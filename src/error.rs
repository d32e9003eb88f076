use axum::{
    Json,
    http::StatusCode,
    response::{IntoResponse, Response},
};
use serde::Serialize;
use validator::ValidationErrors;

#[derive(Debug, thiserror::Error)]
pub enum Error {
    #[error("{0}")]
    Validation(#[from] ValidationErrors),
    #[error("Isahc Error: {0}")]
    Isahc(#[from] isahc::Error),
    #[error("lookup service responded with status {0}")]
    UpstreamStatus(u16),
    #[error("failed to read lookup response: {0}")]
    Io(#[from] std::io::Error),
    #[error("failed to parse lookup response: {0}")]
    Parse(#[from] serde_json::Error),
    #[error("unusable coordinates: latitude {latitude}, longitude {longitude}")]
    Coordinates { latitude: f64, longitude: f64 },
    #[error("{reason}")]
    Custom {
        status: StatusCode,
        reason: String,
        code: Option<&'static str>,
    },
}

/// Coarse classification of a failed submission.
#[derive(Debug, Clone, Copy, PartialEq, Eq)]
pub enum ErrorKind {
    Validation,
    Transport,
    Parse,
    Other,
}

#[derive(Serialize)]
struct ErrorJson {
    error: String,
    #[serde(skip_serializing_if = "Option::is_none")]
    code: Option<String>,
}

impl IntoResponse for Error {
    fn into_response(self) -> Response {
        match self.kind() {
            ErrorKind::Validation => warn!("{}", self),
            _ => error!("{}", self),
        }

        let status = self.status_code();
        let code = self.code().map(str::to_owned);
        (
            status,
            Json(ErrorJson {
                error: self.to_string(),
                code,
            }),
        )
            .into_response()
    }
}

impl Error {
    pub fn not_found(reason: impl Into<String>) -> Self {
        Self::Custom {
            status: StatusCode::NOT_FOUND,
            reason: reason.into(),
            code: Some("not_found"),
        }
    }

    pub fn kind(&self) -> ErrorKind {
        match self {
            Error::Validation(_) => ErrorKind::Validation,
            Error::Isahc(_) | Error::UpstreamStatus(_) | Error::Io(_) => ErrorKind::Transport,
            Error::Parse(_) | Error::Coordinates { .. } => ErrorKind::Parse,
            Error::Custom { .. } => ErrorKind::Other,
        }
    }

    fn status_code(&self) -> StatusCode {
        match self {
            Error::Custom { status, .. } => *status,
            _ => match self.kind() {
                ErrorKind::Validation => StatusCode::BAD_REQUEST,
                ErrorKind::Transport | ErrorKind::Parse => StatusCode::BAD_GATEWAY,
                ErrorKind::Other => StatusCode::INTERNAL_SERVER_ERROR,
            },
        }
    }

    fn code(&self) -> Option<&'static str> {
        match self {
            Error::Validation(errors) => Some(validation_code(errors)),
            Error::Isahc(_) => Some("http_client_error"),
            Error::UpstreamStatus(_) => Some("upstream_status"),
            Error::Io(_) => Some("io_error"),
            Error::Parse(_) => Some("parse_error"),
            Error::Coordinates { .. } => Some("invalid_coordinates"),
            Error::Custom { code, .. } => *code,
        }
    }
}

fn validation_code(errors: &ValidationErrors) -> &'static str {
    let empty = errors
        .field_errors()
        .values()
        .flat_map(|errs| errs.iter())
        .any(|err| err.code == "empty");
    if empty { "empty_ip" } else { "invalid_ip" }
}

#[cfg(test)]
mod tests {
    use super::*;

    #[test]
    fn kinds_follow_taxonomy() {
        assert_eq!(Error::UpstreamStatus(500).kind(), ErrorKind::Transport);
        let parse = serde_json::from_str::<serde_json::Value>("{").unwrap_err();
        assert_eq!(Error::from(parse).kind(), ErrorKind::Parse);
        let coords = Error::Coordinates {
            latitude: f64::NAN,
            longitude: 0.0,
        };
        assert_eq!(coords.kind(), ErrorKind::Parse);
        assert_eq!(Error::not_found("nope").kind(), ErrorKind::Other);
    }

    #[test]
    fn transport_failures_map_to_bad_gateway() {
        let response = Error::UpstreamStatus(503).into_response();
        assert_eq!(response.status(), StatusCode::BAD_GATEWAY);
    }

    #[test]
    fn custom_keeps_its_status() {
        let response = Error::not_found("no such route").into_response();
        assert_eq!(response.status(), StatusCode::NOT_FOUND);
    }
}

┄┄┄┄┄┄┄┄┄┄

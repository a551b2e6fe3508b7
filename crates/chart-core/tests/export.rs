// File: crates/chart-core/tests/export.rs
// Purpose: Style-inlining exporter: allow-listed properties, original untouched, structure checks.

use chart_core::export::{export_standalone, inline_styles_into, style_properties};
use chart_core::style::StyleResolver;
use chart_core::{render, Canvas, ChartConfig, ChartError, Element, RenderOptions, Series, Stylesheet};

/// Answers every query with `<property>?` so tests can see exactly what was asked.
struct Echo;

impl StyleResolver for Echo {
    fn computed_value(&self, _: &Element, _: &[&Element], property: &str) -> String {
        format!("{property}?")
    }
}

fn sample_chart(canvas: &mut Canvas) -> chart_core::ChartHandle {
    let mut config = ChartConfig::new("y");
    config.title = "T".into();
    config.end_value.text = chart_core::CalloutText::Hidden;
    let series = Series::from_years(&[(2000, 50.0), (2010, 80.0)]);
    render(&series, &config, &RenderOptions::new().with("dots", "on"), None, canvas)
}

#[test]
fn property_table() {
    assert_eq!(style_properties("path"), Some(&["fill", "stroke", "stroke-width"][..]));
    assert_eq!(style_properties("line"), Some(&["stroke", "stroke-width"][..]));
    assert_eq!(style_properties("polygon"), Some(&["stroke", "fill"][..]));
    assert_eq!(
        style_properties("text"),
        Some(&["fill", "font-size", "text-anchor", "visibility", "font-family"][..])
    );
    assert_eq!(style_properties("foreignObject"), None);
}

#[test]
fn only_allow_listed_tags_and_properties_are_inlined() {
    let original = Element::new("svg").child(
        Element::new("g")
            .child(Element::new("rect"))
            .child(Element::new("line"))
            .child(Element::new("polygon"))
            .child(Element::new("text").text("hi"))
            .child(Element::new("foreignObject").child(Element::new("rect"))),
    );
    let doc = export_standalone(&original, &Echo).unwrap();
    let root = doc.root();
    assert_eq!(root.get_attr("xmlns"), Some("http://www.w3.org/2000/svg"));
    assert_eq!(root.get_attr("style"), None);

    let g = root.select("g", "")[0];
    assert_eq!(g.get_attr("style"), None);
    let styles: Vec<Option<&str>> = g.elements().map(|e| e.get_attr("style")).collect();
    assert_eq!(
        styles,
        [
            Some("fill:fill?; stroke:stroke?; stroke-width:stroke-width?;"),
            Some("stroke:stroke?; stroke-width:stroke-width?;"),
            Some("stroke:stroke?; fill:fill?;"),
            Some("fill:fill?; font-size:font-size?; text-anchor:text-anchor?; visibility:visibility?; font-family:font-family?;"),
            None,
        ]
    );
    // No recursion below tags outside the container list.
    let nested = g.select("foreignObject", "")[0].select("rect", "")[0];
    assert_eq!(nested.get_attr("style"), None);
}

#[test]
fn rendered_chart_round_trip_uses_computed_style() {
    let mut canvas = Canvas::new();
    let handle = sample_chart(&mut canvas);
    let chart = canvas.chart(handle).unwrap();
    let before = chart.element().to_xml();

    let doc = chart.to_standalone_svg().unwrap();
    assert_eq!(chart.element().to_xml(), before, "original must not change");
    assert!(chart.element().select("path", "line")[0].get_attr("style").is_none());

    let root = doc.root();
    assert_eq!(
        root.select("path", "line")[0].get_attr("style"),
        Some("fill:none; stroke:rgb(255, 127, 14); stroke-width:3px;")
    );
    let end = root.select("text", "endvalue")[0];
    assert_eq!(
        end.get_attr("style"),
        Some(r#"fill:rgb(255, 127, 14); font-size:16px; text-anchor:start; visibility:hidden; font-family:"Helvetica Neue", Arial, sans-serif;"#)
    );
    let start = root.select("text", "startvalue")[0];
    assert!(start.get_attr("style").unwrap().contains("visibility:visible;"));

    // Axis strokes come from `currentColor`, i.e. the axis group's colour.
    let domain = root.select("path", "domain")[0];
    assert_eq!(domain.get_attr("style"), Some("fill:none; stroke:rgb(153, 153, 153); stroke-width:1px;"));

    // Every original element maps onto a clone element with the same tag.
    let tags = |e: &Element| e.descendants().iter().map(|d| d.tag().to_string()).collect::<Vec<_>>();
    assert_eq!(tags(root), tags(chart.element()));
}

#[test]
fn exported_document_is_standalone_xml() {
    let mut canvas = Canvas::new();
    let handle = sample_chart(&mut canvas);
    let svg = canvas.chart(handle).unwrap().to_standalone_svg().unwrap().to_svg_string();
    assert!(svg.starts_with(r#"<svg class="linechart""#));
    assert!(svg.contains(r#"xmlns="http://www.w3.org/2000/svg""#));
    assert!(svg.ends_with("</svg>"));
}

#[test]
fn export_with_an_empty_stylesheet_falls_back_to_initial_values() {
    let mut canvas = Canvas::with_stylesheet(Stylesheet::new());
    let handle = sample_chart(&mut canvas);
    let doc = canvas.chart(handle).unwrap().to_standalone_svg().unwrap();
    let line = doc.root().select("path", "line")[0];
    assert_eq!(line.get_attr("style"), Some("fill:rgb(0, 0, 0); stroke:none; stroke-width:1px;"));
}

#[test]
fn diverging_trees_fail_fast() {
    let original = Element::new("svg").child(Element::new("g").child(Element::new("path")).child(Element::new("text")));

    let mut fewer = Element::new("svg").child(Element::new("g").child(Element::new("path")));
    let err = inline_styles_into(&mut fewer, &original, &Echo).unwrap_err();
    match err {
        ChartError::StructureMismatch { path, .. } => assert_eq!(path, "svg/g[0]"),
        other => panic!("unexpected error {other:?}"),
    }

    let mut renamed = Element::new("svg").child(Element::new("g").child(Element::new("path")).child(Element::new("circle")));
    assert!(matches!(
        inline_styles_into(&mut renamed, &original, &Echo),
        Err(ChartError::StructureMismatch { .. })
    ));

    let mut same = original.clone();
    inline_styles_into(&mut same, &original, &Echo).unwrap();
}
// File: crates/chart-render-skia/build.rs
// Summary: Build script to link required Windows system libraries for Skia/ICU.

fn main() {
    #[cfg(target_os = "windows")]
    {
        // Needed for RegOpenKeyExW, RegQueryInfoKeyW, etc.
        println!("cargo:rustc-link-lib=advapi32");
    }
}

┄┄┄┄┄┄┄┄┄┄

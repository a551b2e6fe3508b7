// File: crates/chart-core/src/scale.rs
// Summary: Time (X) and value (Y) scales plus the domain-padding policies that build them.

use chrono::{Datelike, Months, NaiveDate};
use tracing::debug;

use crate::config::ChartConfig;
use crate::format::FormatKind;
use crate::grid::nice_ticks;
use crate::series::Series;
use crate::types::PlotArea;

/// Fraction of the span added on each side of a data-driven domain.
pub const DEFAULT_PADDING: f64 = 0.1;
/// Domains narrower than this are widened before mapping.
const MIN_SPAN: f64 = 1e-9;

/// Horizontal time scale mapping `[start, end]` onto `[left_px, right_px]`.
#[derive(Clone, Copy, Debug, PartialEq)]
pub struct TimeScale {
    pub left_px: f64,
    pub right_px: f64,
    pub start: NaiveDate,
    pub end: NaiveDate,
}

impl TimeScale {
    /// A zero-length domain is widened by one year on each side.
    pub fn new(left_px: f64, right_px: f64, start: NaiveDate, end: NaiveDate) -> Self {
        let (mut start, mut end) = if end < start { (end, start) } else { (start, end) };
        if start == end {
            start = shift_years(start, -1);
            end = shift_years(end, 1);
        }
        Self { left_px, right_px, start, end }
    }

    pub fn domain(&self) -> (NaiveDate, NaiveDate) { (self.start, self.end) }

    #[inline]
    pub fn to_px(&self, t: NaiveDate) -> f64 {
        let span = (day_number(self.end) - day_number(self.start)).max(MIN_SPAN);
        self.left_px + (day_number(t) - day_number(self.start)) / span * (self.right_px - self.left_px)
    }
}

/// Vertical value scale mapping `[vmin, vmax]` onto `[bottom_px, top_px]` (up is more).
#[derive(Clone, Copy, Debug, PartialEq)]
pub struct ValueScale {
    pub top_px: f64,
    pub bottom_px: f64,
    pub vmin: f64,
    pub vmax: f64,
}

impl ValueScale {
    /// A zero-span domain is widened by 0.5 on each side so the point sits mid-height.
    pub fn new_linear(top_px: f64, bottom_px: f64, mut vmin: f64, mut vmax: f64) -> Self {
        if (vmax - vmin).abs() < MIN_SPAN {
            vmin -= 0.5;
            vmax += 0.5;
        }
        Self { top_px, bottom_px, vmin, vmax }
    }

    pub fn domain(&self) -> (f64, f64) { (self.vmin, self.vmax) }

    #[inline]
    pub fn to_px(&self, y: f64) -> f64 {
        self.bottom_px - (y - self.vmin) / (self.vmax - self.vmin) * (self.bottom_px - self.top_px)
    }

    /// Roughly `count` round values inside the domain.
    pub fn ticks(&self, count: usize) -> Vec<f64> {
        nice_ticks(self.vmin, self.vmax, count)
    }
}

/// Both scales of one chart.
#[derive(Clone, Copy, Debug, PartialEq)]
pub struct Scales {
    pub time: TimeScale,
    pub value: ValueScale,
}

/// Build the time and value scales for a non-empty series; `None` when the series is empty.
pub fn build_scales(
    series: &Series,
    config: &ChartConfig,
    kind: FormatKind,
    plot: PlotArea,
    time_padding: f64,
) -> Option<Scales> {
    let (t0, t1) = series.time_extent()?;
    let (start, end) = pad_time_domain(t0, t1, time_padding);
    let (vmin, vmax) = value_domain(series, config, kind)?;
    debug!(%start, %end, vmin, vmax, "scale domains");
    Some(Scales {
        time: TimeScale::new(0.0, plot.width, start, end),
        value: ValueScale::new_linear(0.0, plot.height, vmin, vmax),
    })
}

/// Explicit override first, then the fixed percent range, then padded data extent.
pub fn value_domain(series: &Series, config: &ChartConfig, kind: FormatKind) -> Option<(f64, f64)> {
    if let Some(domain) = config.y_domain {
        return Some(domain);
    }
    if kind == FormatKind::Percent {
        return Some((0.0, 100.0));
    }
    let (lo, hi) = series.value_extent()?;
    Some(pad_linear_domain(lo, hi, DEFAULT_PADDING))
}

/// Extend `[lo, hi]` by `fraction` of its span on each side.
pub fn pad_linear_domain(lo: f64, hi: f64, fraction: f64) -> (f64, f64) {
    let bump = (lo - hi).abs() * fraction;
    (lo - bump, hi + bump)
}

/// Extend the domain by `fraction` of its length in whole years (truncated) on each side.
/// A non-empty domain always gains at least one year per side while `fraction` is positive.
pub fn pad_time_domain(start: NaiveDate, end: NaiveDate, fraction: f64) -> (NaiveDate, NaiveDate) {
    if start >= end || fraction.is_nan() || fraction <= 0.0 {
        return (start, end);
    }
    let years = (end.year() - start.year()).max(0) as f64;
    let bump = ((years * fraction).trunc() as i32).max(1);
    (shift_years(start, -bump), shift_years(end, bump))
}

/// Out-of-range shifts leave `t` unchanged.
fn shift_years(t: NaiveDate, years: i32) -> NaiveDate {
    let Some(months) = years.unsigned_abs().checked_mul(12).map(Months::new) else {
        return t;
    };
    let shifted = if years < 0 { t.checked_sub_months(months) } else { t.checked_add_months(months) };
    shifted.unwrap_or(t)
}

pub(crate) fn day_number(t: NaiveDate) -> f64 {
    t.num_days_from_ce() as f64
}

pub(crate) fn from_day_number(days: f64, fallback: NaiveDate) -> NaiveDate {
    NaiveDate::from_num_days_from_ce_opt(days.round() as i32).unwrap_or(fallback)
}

┄┄┄┄┄┄┄┄┄┄

YOUR ASSIGNMENT: Once you find the string "mapping" in a line of the records, copy that line.

ANSWER SECTION:
/// Domains narrower than this are widened before mapping.
/// Horizontal time scale mapping `[start, end]` onto `[left_px, right_px]`.
/// Vertical value scale mapping `[vmin, vmax]` onto `[bottom_px, top_px]` (up is more).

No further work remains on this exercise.